• **INSTRUCTIONS FOR THE TASK**: What you return should match the data exactly, from the first line to the last.

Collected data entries
use chrono::{DateTime, Utc};
use serde::Serialize;
use sqlx::FromRow;

use super::{category::Category, media::Media};

/// Fila plana que devuelve el JOIN news + categories + media.
#[derive(Debug, FromRow)]
pub struct ArticleRow {
    pub id: i32,
    pub title: String,
    pub content: String,
    pub author: String,
    pub province: String,
    pub tags: Vec<String>,
    pub category_id: i32,
    pub created_at: DateTime<Utc>,
    pub category_name: String,
    pub category_created_at: DateTime<Utc>,
    pub media_id: i32,
    pub images: Vec<String>,
    pub videos: Vec<String>,
}

/// Noticia con su categoría y su media anidadas, tal como la espera el cliente.
#[derive(Debug, Serialize)]
#[serde(rename_all = "camelCase")]
pub struct Article {
    pub id: i32,
    pub title: String,
    pub content: String,
    pub author: String,
    pub province: String,
    pub tags: Vec<String>,
    pub category_id: i32,
    pub created_at: DateTime<Utc>,
    pub category: Category,
    pub media: Media,
}

impl From<ArticleRow> for Article {
    fn from(row: ArticleRow) -> Self {
        Article {
            category: Category {
                id: row.category_id,
                name: row.category_name,
                created_at: row.category_created_at,
            },
            media: Media {
                id: row.media_id,
                images: row.images,
                videos: row.videos,
                news_id: row.id,
            },
            id: row.id,
            title: row.title,
            content: row.content,
            author: row.author,
            province: row.province,
            tags: row.tags,
            category_id: row.category_id,
            created_at: row.created_at,
        }
    }
}

#[cfg(test)]
mod tests {
    use super::*;
    use chrono::TimeZone;

    #[test]
    fn article_anida_categoria_y_media() {
        let created = Utc.with_ymd_and_hms(2024, 1, 10, 8, 30, 0).unwrap();
        let row = ArticleRow {
            id: 4,
            title: "Resultados electorales".into(),
            content: "...".into(),
            author: "redacción".into(),
            province: "Bagmati".into(),
            tags: vec!["elecciones".into()],
            category_id: 2,
            created_at: created,
            category_name: "politics".into(),
            category_created_at: created,
            media_id: 9,
            images: vec!["uploads/a.jpg".into()],
            videos: vec![],
        };

        let article = Article::from(row);
        assert_eq!(article.category.id, article.category_id);
        assert_eq!(article.media.news_id, article.id);
        assert_eq!(article.media.images, vec!["uploads/a.jpg".to_string()]);
    }
}
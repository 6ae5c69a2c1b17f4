use chrono::{Duration, Utc};
use jsonwebtoken::{decode, encode, DecodingKey, EncodingKey, Header, Validation};
use serde::{Deserialize, Serialize};

// Lo que viaja DENTRO del token firmado
#[derive(Debug, Serialize, Deserialize)]
pub struct Claims {
    pub sub: i32, // id del usuario
    pub role: String,
    pub iat: usize,
    pub exp: usize,
}

// Vigencia de la sesión del panel
const TOKEN_DAYS: i64 = 20;

pub fn create_token(
    secret: &str,
    user_id: i32,
    role: &str,
) -> Result<String, jsonwebtoken::errors::Error> {
    let now = Utc::now();
    let claims = Claims {
        sub: user_id,
        role: role.to_string(),
        iat: now.timestamp() as usize,
        exp: (now + Duration::days(TOKEN_DAYS)).timestamp() as usize,
    };

    encode(
        &Header::default(),
        &claims,
        &EncodingKey::from_secret(secret.as_bytes()),
    )
}

/// Verifica firma y expiración; devuelve los claims si el token es legítimo.
pub fn decode_token(secret: &str, token: &str) -> Result<Claims, jsonwebtoken::errors::Error> {
    decode::<Claims>(
        token,
        &DecodingKey::from_secret(secret.as_bytes()),
        &Validation::default(),
    )
    .map(|data| data.claims)
}

#[cfg(test)]
mod tests {
    use super::*;

    #[test]
    fn el_token_se_firma_y_se_decodifica() {
        let token = create_token("secreto", 7, "admin").unwrap();
        let claims = decode_token("secreto", &token).unwrap();

        assert_eq!(claims.sub, 7);
        assert_eq!(claims.role, "admin");
        assert!(claims.exp > claims.iat);
    }

    #[test]
    fn otro_secreto_no_valida() {
        let token = create_token("secreto", 7, "admin").unwrap();
        assert!(decode_token("otro", &token).is_err());
    }

    #[test]
    fn un_token_manipulado_no_valida() {
        let mut token = create_token("secreto", 7, "admin").unwrap();
        token.push('x');
        assert!(decode_token("secreto", &token).is_err());
    }
}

• **SOLUTION BELOW**:
use chrono::{DateTime, Utc};
use serde::Serialize;
use sqlx::FromRow;

use super::{category::Category, media::Media};

/// Fila plana que devuelve el JOIN news + categories + media.
#[derive(Debug, FromRow)]
pub struct ArticleRow {
    pub id: i32,
    pub title: String,
    pub content: String,
    pub author: String,
    pub province: String,
    pub tags: Vec<String>,
    pub category_id: i32,
    pub created_at: DateTime<Utc>,
    pub category_name: String,
    pub category_created_at: DateTime<Utc>,
    pub media_id: i32,
    pub images: Vec<String>,
    pub videos: Vec<String>,
}

/// Noticia con su categoría y su media anidadas, tal como la espera el cliente.
#[derive(Debug, Serialize)]
#[serde(rename_all = "camelCase")]
pub struct Article {
    pub id: i32,
    pub title: String,
    pub content: String,
    pub author: String,
    pub province: String,
    pub tags: Vec<String>,
    pub category_id: i32,
    pub created_at: DateTime<Utc>,
    pub category: Category,
    pub media: Media,
}

impl From<ArticleRow> for Article {
    fn from(row: ArticleRow) -> Self {
        Article {
            category: Category {
                id: row.category_id,
                name: row.category_name,
                created_at: row.category_created_at,
            },
            media: Media {
                id: row.media_id,
                images: row.images,
                videos: row.videos,
                news_id: row.id,
            },
            id: row.id,
            title: row.title,
            content: row.content,
            author: row.author,
            province: row.province,
            tags: row.tags,
            category_id: row.category_id,
            created_at: row.created_at,
        }
    }
}

#[cfg(test)]
mod tests {
    use super::*;
    use chrono::TimeZone;

    #[test]
    fn article_anida_categoria_y_media() {
        let created = Utc.with_ymd_and_hms(2024, 1, 10, 8, 30, 0).unwrap();
        let row = ArticleRow {
            id: 4,
            title: "Resultados electorales".into(),
            content: "...".into(),
            author: "redacción".into(),
            province: "Bagmati".into(),
            tags: vec!["elecciones".into()],
            category_id: 2,
            created_at: created,
            category_name: "politics".into(),
            category_created_at: created,
            media_id: 9,
            images: vec!["uploads/a.jpg".into()],
            videos: vec![],
        };

        let article = Article::from(row);
        assert_eq!(article.category.id, article.category_id);
        assert_eq!(article.media.news_id, article.id);
        assert_eq!(article.media.images, vec!["uploads/a.jpg".to_string()]);
    }
}
repository 6ae5c69a2c1b17f4
use chrono::{Duration, Utc};
use jsonwebtoken::{decode, encode, DecodingKey, EncodingKey, Header, Validation};
use serde::{Deserialize, Serialize};

// Lo que viaja DENTRO del token firmado
#[derive(Debug, Serialize, Deserialize)]
pub struct Claims {
    pub sub: i32, // id del usuario
    pub role: String,
    pub iat: usize,
    pub exp: usize,
}

// Vigencia de la sesión del panel
const TOKEN_DAYS: i64 = 20;

pub fn create_token(
    secret: &str,
    user_id: i32,
    role: &str,
) -> Result<String, jsonwebtoken::errors::Error> {
    let now = Utc::now();
    let claims = Claims {
        sub: user_id,
        role: role.to_string(),
        iat: now.timestamp() as usize,
        exp: (now + Duration::days(TOKEN_DAYS)).timestamp() as usize,
    };

    encode(
        &Header::default(),
        &claims,
        &EncodingKey::from_secret(secret.as_bytes()),
    )
}

/// Verifica firma y expiración; devuelve los claims si el token es legítimo.
pub fn decode_token(secret: &str, token: &str) -> Result<Claims, jsonwebtoken::errors::Error> {
    decode::<Claims>(
        token,
        &DecodingKey::from_secret(secret.as_bytes()),
        &Validation::default(),
    )
    .map(|data| data.claims)
}

#[cfg(test)]
mod tests {
    use super::*;

    #[test]
    fn el_token_se_firma_y_se_decodifica() {
        let token = create_token("secreto", 7, "admin").unwrap();
        let claims = decode_token("secreto", &token).unwrap();

        assert_eq!(claims.sub, 7);
        assert_eq!(claims.role, "admin");
        assert!(claims.exp > claims.iat);
    }

    #[test]
    fn otro_secreto_no_valida() {
        let token = create_token("secreto", 7, "admin").unwrap();
        assert!(decode_token("otro", &token).is_err());
    }

    #[test]
    fn un_token_manipulado_no_valida() {
        let mut token = create_token("secreto", 7, "admin").unwrap();
        token.push('x');
        assert!(decode_token("secreto", &token).is_err());
    }
}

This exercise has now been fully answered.